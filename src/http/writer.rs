use std::io::{self, Write};

use crate::http::request::find_header;
use crate::http::response::Response;

const HTTP_VERSION: &str = "HTTP/1.1";

/// Renders a response into wire bytes.
///
/// The reason phrase is always `OK`, whatever the status. A `Content-Length`
/// matching the body is appended after the caller's headers unless one is
/// already present (in any letter case).
pub fn serialize_response(resp: &Response) -> Vec<u8> {
    let mut buf = Vec::with_capacity(64 + resp.body.len());

    // Status line
    buf.extend_from_slice(format!("{} {} OK\r\n", HTTP_VERSION, resp.status).as_bytes());

    // Headers
    for (k, v) in &resp.headers {
        buf.extend_from_slice(k.as_bytes());
        buf.extend_from_slice(b": ");
        buf.extend_from_slice(v.as_bytes());
        buf.extend_from_slice(b"\r\n");
    }

    if find_header(&resp.headers, "Content-Length").is_none() {
        buf.extend_from_slice(format!("Content-Length: {}\r\n", resp.body.len()).as_bytes());
    }

    // Header/body separator
    buf.extend_from_slice(b"\r\n");

    buf.extend_from_slice(&resp.body);

    buf
}

/// Outcome of one flush attempt.
#[derive(Debug, Clone, Copy, PartialEq, Eq)]
pub enum Flush {
    /// Every byte has been written.
    Complete,
    /// The socket stopped accepting bytes; wait for the next write readiness.
    Blocked,
}

/// Serialized response plus a cursor of how much has reached the socket.
#[derive(Debug)]
pub struct ResponseWriter {
    buffer: Vec<u8>,
    written: usize,
}

impl ResponseWriter {
    pub fn new(response: &Response) -> Self {
        Self {
            buffer: serialize_response(response),
            written: 0,
        }
    }

    /// Writes as much of the remaining output as `stream` will take.
    pub fn write_to<W: Write>(&mut self, stream: &mut W) -> io::Result<Flush> {
        while self.written < self.buffer.len() {
            match stream.write(&self.buffer[self.written..]) {
                Ok(0) => {
                    return Err(io::Error::new(
                        io::ErrorKind::WriteZero,
                        "connection closed while writing",
                    ));
                }
                Ok(n) => self.written += n,
                Err(e) if e.kind() == io::ErrorKind::WouldBlock => return Ok(Flush::Blocked),
                Err(e) if e.kind() == io::ErrorKind::Interrupted => continue,
                Err(e) => return Err(e),
            }
        }

        Ok(Flush::Complete)
    }

    pub fn bytes(&self) -> &[u8] {
        &self.buffer
    }

    pub fn written(&self) -> usize {
        self.written
    }

    pub fn is_complete(&self) -> bool {
        self.written == self.buffer.len()
    }
}
//! BSD / macOS `kqueue` backend.
//!
//! kqueue tracks read and write interest as separate filters, so switching a
//! descriptor to write means deleting its read filter and adding a write one
//! in the same change list.

use std::io;
use std::os::fd::{AsRawFd, FromRawFd, OwnedFd, RawFd};
use std::time::Duration;
use std::{mem, ptr};

use libc::{EV_ADD, EV_CLEAR, EV_DELETE, EVFILT_READ, EVFILT_WRITE, c_int, kevent, kqueue, timespec};

use super::{Event, Multiplexer};
use crate::error::InitError;

pub struct KqueuePoller {
    kq: OwnedFd,
    listener: Option<RawFd>,
    events: Vec<kevent>,
}

// `kevent` carries a raw `udata` pointer that is never set or dereferenced.
unsafe impl Send for KqueuePoller {}

fn change(fd: RawFd, filter: i16, flags: u16) -> kevent {
    let mut ev: kevent = unsafe { mem::zeroed() };
    ev.ident = fd as _;
    ev.filter = filter as _;
    ev.flags = flags as _;
    ev
}

impl KqueuePoller {
    fn apply(&self, changes: &[kevent]) -> io::Result<()> {
        let rc = unsafe {
            kevent(
                self.kq.as_raw_fd(),
                changes.as_ptr(),
                changes.len() as c_int,
                ptr::null_mut(),
                0,
                ptr::null(),
            )
        };
        if rc < 0 {
            return Err(io::Error::last_os_error());
        }
        Ok(())
    }
}

impl Multiplexer for KqueuePoller {
    fn create(max_events: usize) -> Result<Self, InitError> {
        let fd = unsafe { kqueue() };
        if fd < 0 {
            return Err(InitError {
                backend: "kqueue",
                source: io::Error::last_os_error(),
            });
        }

        let kq = unsafe { OwnedFd::from_raw_fd(fd) };
        crate::sys::set_cloexec(kq.as_raw_fd()).map_err(|source| InitError {
            backend: "kqueue",
            source,
        })?;

        Ok(Self {
            kq,
            listener: None,
            events: Vec::with_capacity(max_events.max(1)),
        })
    }

    fn register_listener(&mut self, fd: RawFd) -> io::Result<()> {
        self.register_read(fd)?;
        self.listener = Some(fd);
        Ok(())
    }

    fn register_read(&self, fd: RawFd) -> io::Result<()> {
        self.apply(&[change(fd, EVFILT_READ, EV_ADD | EV_CLEAR)])
    }

    fn switch_to_write(&self, fd: RawFd) -> io::Result<()> {
        self.apply(&[
            change(fd, EVFILT_READ, EV_DELETE),
            change(fd, EVFILT_WRITE, EV_ADD | EV_CLEAR),
        ])
    }

    fn deregister(&self, fd: RawFd) -> io::Result<()> {
        // Only one of the two filters is live at a time.
        for filter in [EVFILT_READ, EVFILT_WRITE] {
            match self.apply(&[change(fd, filter, EV_DELETE)]) {
                Err(e) if e.kind() != io::ErrorKind::NotFound => return Err(e),
                _ => {}
            }
        }
        Ok(())
    }

    fn wait(&mut self, events: &mut Vec<Event>, timeout: Option<Duration>) -> io::Result<()> {
        events.clear();

        let ts = timeout.map(|t| timespec {
            tv_sec: t.as_secs() as _,
            tv_nsec: t.subsec_nanos() as _,
        });
        let ts_ptr = ts.as_ref().map_or(ptr::null(), |t| t as *const timespec);

        self.events.clear();
        let n = unsafe {
            kevent(
                self.kq.as_raw_fd(),
                ptr::null(),
                0,
                self.events.as_mut_ptr(),
                self.events.capacity() as c_int,
                ts_ptr,
            )
        };

        if n < 0 {
            let err = io::Error::last_os_error();
            if err.kind() == io::ErrorKind::Interrupted {
                return Ok(());
            }
            return Err(err);
        }

        unsafe {
            self.events.set_len(n as usize);
        }

        for ev in &self.events {
            let fd = ev.ident as RawFd;
            events.push(Event {
                fd,
                is_listener: self.listener == Some(fd),
                is_writable: ev.filter == EVFILT_WRITE,
            });
        }

        Ok(())
    }
}
//! The reactor: listener, connection table and the event loop tying them to
//! the multiplexer.

pub mod listener;
pub mod reactor;
pub mod table;

pub use reactor::{Server, StopHandle};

═══

:: WHAT THE TASK REQUIRES ::
Each record needs to be copied out again, letter for letter.

:: EXPECTED OUTPUT ::
filename src/http/writer.rs
use std::io::{self, Write};

use crate::http::request::find_header;
use crate::http::response::Response;

const HTTP_VERSION: &str = "HTTP/1.1";

/// Renders a response into wire bytes.
///
/// The reason phrase is always `OK`, whatever the status. A `Content-Length`
/// matching the body is appended after the caller's headers unless one is
/// already present (in any letter case).
pub fn serialize_response(resp: &Response) -> Vec<u8> {
    let mut buf = Vec::with_capacity(64 + resp.body.len());

    // Status line
    buf.extend_from_slice(format!("{} {} OK\r\n", HTTP_VERSION, resp.status).as_bytes());

    // Headers
    for (k, v) in &resp.headers {
        buf.extend_from_slice(k.as_bytes());
        buf.extend_from_slice(b": ");
        buf.extend_from_slice(v.as_bytes());
        buf.extend_from_slice(b"\r\n");
    }

    if find_header(&resp.headers, "Content-Length").is_none() {
        buf.extend_from_slice(format!("Content-Length: {}\r\n", resp.body.len()).as_bytes());
    }

    // Header/body separator
    buf.extend_from_slice(b"\r\n");

    buf.extend_from_slice(&resp.body);

    buf
}

/// Outcome of one flush attempt.
#[derive(Debug, Clone, Copy, PartialEq, Eq)]
pub enum Flush {
    /// Every byte has been written.
    Complete,
    /// The socket stopped accepting bytes; wait for the next write readiness.
    Blocked,
}

/// Serialized response plus a cursor of how much has reached the socket.
#[derive(Debug)]
pub struct ResponseWriter {
    buffer: Vec<u8>,
    written: usize,
}

impl ResponseWriter {
    pub fn new(response: &Response) -> Self {
        Self {
            buffer: serialize_response(response),
            written: 0,
        }
    }

    /// Writes as much of the remaining output as `stream` will take.
    pub fn write_to<W: Write>(&mut self, stream: &mut W) -> io::Result<Flush> {
        while self.written < self.buffer.len() {
            match stream.write(&self.buffer[self.written..]) {
                Ok(0) => {
                    return Err(io::Error::new(
                        io::ErrorKind::WriteZero,
                        "connection closed while writing",
                    ));
                }
                Ok(n) => self.written += n,
                Err(e) if e.kind() == io::ErrorKind::WouldBlock => return Ok(Flush::Blocked),
                Err(e) if e.kind() == io::ErrorKind::Interrupted => continue,
                Err(e) => return Err(e),
            }
        }

        Ok(Flush::Complete)
    }

    pub fn bytes(&self) -> &[u8] {
        &self.buffer
    }

    pub fn written(&self) -> usize {
        self.written
    }

    pub fn is_complete(&self) -> bool {
        self.written == self.buffer.len()
    }
}
//! BSD / macOS `kqueue` backend.
//!
//! kqueue tracks read and write interest as separate filters, so switching a
//! descriptor to write means deleting its read filter and adding a write one
//! in the same change list.

use std::io;
use std::os::fd::{AsRawFd, FromRawFd, OwnedFd, RawFd};
use std::time::Duration;
use std::{mem, ptr};

use libc::{EV_ADD, EV_CLEAR, EV_DELETE, EVFILT_READ, EVFILT_WRITE, c_int, kevent, kqueue, timespec};

use super::{Event, Multiplexer};
use crate::error::InitError;

pub struct KqueuePoller {
    kq: OwnedFd,
    listener: Option<RawFd>,
    events: Vec<kevent>,
}

// `kevent` carries a raw `udata` pointer that is never set or dereferenced.
unsafe impl Send for KqueuePoller {}

fn change(fd: RawFd, filter: i16, flags: u16) -> kevent {
    let mut ev: kevent = unsafe { mem::zeroed() };
    ev.ident = fd as _;
    ev.filter = filter as _;
    ev.flags = flags as _;
    ev
}

impl KqueuePoller {
    fn apply(&self, changes: &[kevent]) -> io::Result<()> {
        let rc = unsafe {
            kevent(
                self.kq.as_raw_fd(),
                changes.as_ptr(),
                changes.len() as c_int,
                ptr::null_mut(),
                0,
                ptr::null(),
            )
        };
        if rc < 0 {
            return Err(io::Error::last_os_error());
        }
        Ok(())
    }
}

impl Multiplexer for KqueuePoller {
    fn create(max_events: usize) -> Result<Self, InitError> {
        let fd = unsafe { kqueue() };
        if fd < 0 {
            return Err(InitError {
                backend: "kqueue",
                source: io::Error::last_os_error(),
            });
        }

        let kq = unsafe { OwnedFd::from_raw_fd(fd) };
        crate::sys::set_cloexec(kq.as_raw_fd()).map_err(|source| InitError {
            backend: "kqueue",
            source,
        })?;

        Ok(Self {
            kq,
            listener: None,
            events: Vec::with_capacity(max_events.max(1)),
        })
    }

    fn register_listener(&mut self, fd: RawFd) -> io::Result<()> {
        self.register_read(fd)?;
        self.listener = Some(fd);
        Ok(())
    }

    fn register_read(&self, fd: RawFd) -> io::Result<()> {
        self.apply(&[change(fd, EVFILT_READ, EV_ADD | EV_CLEAR)])
    }

    fn switch_to_write(&self, fd: RawFd) -> io::Result<()> {
        self.apply(&[
            change(fd, EVFILT_READ, EV_DELETE),
            change(fd, EVFILT_WRITE, EV_ADD | EV_CLEAR),
        ])
    }

    fn deregister(&self, fd: RawFd) -> io::Result<()> {
        // Only one of the two filters is live at a time.
        for filter in [EVFILT_READ, EVFILT_WRITE] {
            match self.apply(&[change(fd, filter, EV_DELETE)]) {
                Err(e) if e.kind() != io::ErrorKind::NotFound => return Err(e),
                _ => {}
            }
        }
        Ok(())
    }

    fn wait(&mut self, events: &mut Vec<Event>, timeout: Option<Duration>) -> io::Result<()> {
        events.clear();

        let ts = timeout.map(|t| timespec {
            tv_sec: t.as_secs() as _,
            tv_nsec: t.subsec_nanos() as _,
        });
        let ts_ptr = ts.as_ref().map_or(ptr::null(), |t| t as *const timespec);

        self.events.clear();
        let n = unsafe {
            kevent(
                self.kq.as_raw_fd(),
                ptr::null(),
                0,
                self.events.as_mut_ptr(),
                self.events.capacity() as c_int,
                ts_ptr,
            )
        };

        if n < 0 {
            let err = io::Error::last_os_error();
            if err.kind() == io::ErrorKind::Interrupted {
                return Ok(());
            }
            return Err(err);
        }

        unsafe {
            self.events.set_len(n as usize);
        }

        for ev in &self.events {
            let fd = ev.ident as RawFd;
            events.push(Event {
                fd,
                is_listener: self.listener == Some(fd),
                is_writable: ev.filter == EVFILT_WRITE,
            });
        }

        Ok(())
    }
}
//! The reactor: listener, connection table and the event loop tying them to
//! the multiplexer.

pub mod listener;
pub mod reactor;
pub mod table;

pub use reactor::{Server, StopHandle};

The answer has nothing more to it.